Mechanical properties and shape memory behavior of Ti-Mo-Ga alloys were investigated in order to develop Ni-free biomedical shape memory alloys. The Ti-Mo-Ga alloys were fabricated by arc melting method. The ingots were cold-rolled up to 95% reduction in thickness. The cold-rolled specimens were heat treated in the temperature range 673-1273 K for 60 s-3.6ks. The martensitic transformation temperature decreased with increase in Mo and Ga content. The maximum shape recovery strain was obtained in a solution treated Ti-6 at%Mo-3 at%Ga alloy. Mechanical properties and shape memory behavior strongly depend on heat treatment condition in the Ti-6 at%Mo-3 at%Ga. Premature failure was observed in specimens heat treated in the temperature range 673-773 K. Ultimate tensile strength decreased and fracture strain increased with increasing heat treatment temperature. Shape memory effect was obtained in specimens heat treated in the temperature range 1073-1273 K. The shape memory effect was due to the stress induced martensitic transformation yielding tensile deformation and the reverse transformation upon heating after unloading.

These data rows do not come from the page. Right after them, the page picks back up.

// Copyright (c) 2025 Felix Kahle.
//
// Permission is hereby granted, free of charge, to any person obtaining
// a copy of this software and associated documentation files (the
// "Software"), to deal in the Software without restriction, including
// without limitation the rights to use, copy, modify, merge, publish,
// distribute, sublicense, and/or sell copies of the Software, and to
// permit persons to whom the Software is furnished to do so, subject to
// the following conditions:
//
// The above copyright notice and this permission notice shall be
// included in all copies or substantial portions of the Software.
//
// THE SOFTWARE IS PROVIDED "AS IS", WITHOUT WARRANTY OF ANY KIND,
// EXPRESS OR IMPLIED, INCLUDING BUT NOT LIMITED TO THE WARRANTIES OF
// MERCHANTABILITY, FITNESS FOR A PARTICULAR PURPOSE AND
// NONINFRINGEMENT. IN NO EVENT SHALL THE AUTHORS OR COPYRIGHT HOLDERS BE
// LIABLE FOR ANY CLAIM, DAMAGES OR OTHER LIABILITY, WHETHER IN AN ACTION
// OF CONTRACT, TORT OR OTHERWISE, ARISING FROM, OUT OF OR IN CONNECTION
// WITH THE SOFTWARE OR THE USE OR OTHER DEALINGS IN THE SOFTWARE.

//! # Exact-Width Integer Types
//!
//! Named aliases for the widths the kernel works with, the sealed [`Integer`]
//! trait every checked operation is monomorphised over, and [`MaxWidth`], the
//! maximum-width intermediate used for cross-signedness comparisons and casts.

use crate::num::constants::{MinusOne, PlusOne, Zero};
use num_traits::PrimInt;
use std::cmp::Ordering;
use std::fmt::{Debug, Display};
use std::hash::Hash;
use std::ops::Neg;

/// Maximum-width signed integer.
pub type IntMax = i64;
/// Maximum-width unsigned integer.
pub type UIntMax = u64;
/// Pointer-sized unsigned integer, used for address range checks.
pub type UIntPtr = usize;
/// Size integer.
pub type Size = usize;

/// An integer value widened to the maximum width without loss.
///
/// Negative values are held as [`IntMax`], non-negative values as [`UIntMax`],
/// so every value of every exact-width type is representable regardless of its
/// signedness.
///
/// # Examples
///
/// ```rust
/// # use flightnum_core::num::types::{Integer, MaxWidth};
/// assert!((-1i64).to_max_width() < u64::MAX.to_max_width());
/// assert_eq!(5u8.to_max_width(), 5i32.to_max_width());
/// ```
#[derive(Debug, Clone, Copy, PartialEq, Eq, Hash)]
pub enum MaxWidth {
    Negative(IntMax),
    NonNegative(UIntMax),
}

impl Ord for MaxWidth {
    #[inline(always)]
    fn cmp(&self, other: &Self) -> Ordering {
        match (*self, *other) {
            (MaxWidth::Negative(a), MaxWidth::Negative(b)) => a.cmp(&b),
            (MaxWidth::NonNegative(a), MaxWidth::NonNegative(b)) => a.cmp(&b),
            // A negative value is below every non-negative value.
            (MaxWidth::Negative(_), MaxWidth::NonNegative(_)) => Ordering::Less,
            (MaxWidth::NonNegative(_), MaxWidth::Negative(_)) => Ordering::Greater,
        }
    }
}

impl PartialOrd for MaxWidth {
    #[inline(always)]
    fn partial_cmp(&self, other: &Self) -> Option<Ordering> {
        Some(self.cmp(other))
    }
}

impl Display for MaxWidth {
    fn fmt(&self, f: &mut std::fmt::Formatter<'_>) -> std::fmt::Result {
        match self {
            MaxWidth::Negative(v) => write!(f, "{}", v),
            MaxWidth::NonNegative(v) => write!(f, "{}", v),
        }
    }
}

mod integer {
    pub trait Sealed {}
}

/// The exact-width integer types the kernel supports.
///
/// This trait is sealed; it is implemented for `i8`, `i16`, `i32`, `i64`,
/// `u8`, `u16`, `u32` and `u64`.
pub trait Integer:
    PrimInt
    + Zero
    + PlusOne
    + Debug
    + Display
    + Default
    + Hash
    + Send
    + Sync
    + integer::Sealed
    + 'static
{
    /// Whether the type is signed.
    const SIGNED: bool;
    /// Storage width in bits.
    const BITS: u32;
    /// Smallest value of the host type.
    const MIN: Self;
    /// Largest value of the host type.
    const MAX: Self;

    /// Widens the value to the maximum-width intermediate.
    fn to_max_width(self) -> MaxWidth;

    /// Narrows a maximum-width value by truncation.
    ///
    /// The caller bound-checks `wide` against `MIN`/`MAX` first; out-of-range
    /// inputs keep the low bits.
    fn from_max_width(wide: MaxWidth) -> Self;
}

macro_rules! impl_integer_signed {
    ($($t:ident)*) => {$(
        impl integer::Sealed for $t {}
        impl Integer for $t {
            const SIGNED: bool = true;
            const BITS: u32 = $t::BITS;
            const MIN: Self = $t::MIN;
            const MAX: Self = $t::MAX;

            #[inline(always)]
            fn to_max_width(self) -> MaxWidth {
                if self < 0 {
                    MaxWidth::Negative(self as IntMax)
                } else {
                    MaxWidth::NonNegative(self as UIntMax)
                }
            }

            #[inline(always)]
            fn from_max_width(wide: MaxWidth) -> Self {
                match wide {
                    MaxWidth::Negative(v) => v as $t,
                    MaxWidth::NonNegative(v) => v as $t,
                }
            }
        }
    )*};
}

macro_rules! impl_integer_unsigned {
    ($($t:ident)*) => {$(
        impl integer::Sealed for $t {}
        impl Integer for $t {
            const SIGNED: bool = false;
            const BITS: u32 = $t::BITS;
            const MIN: Self = $t::MIN;
            const MAX: Self = $t::MAX;

            #[inline(always)]
            fn to_max_width(self) -> MaxWidth {
                MaxWidth::NonNegative(self as UIntMax)
            }

            #[inline(always)]
            fn from_max_width(wide: MaxWidth) -> Self {
                match wide {
                    MaxWidth::Negative(v) => v as $t,
                    MaxWidth::NonNegative(v) => v as $t,
                }
            }
        }
    )*};
}

impl_integer_signed!(i8 i16 i32 i64);
impl_integer_unsigned!(u8 u16 u32 u64);

/// The signed subset of [`Integer`], for operations only defined on signed
/// types (`neg`, `abs`).
pub trait SignedInteger: Integer + MinusOne + Neg<Output = Self> {}

impl SignedInteger for i8 {}
impl SignedInteger for i16 {}
impl SignedInteger for i32 {}
impl SignedInteger for i64 {}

The martensitic transformation start temperature increased and the yield stress decreased with increasing heat treatment temperature and time. Stable superelastic behavior was obtained in a Ti-7 at%Mo-4at%Ga alloy at room temperature by cyclic tensile tests. The recovery strain exceeding 4% was achieved in the pre-strained Ti-7at%Mo-4at%Ga alloy.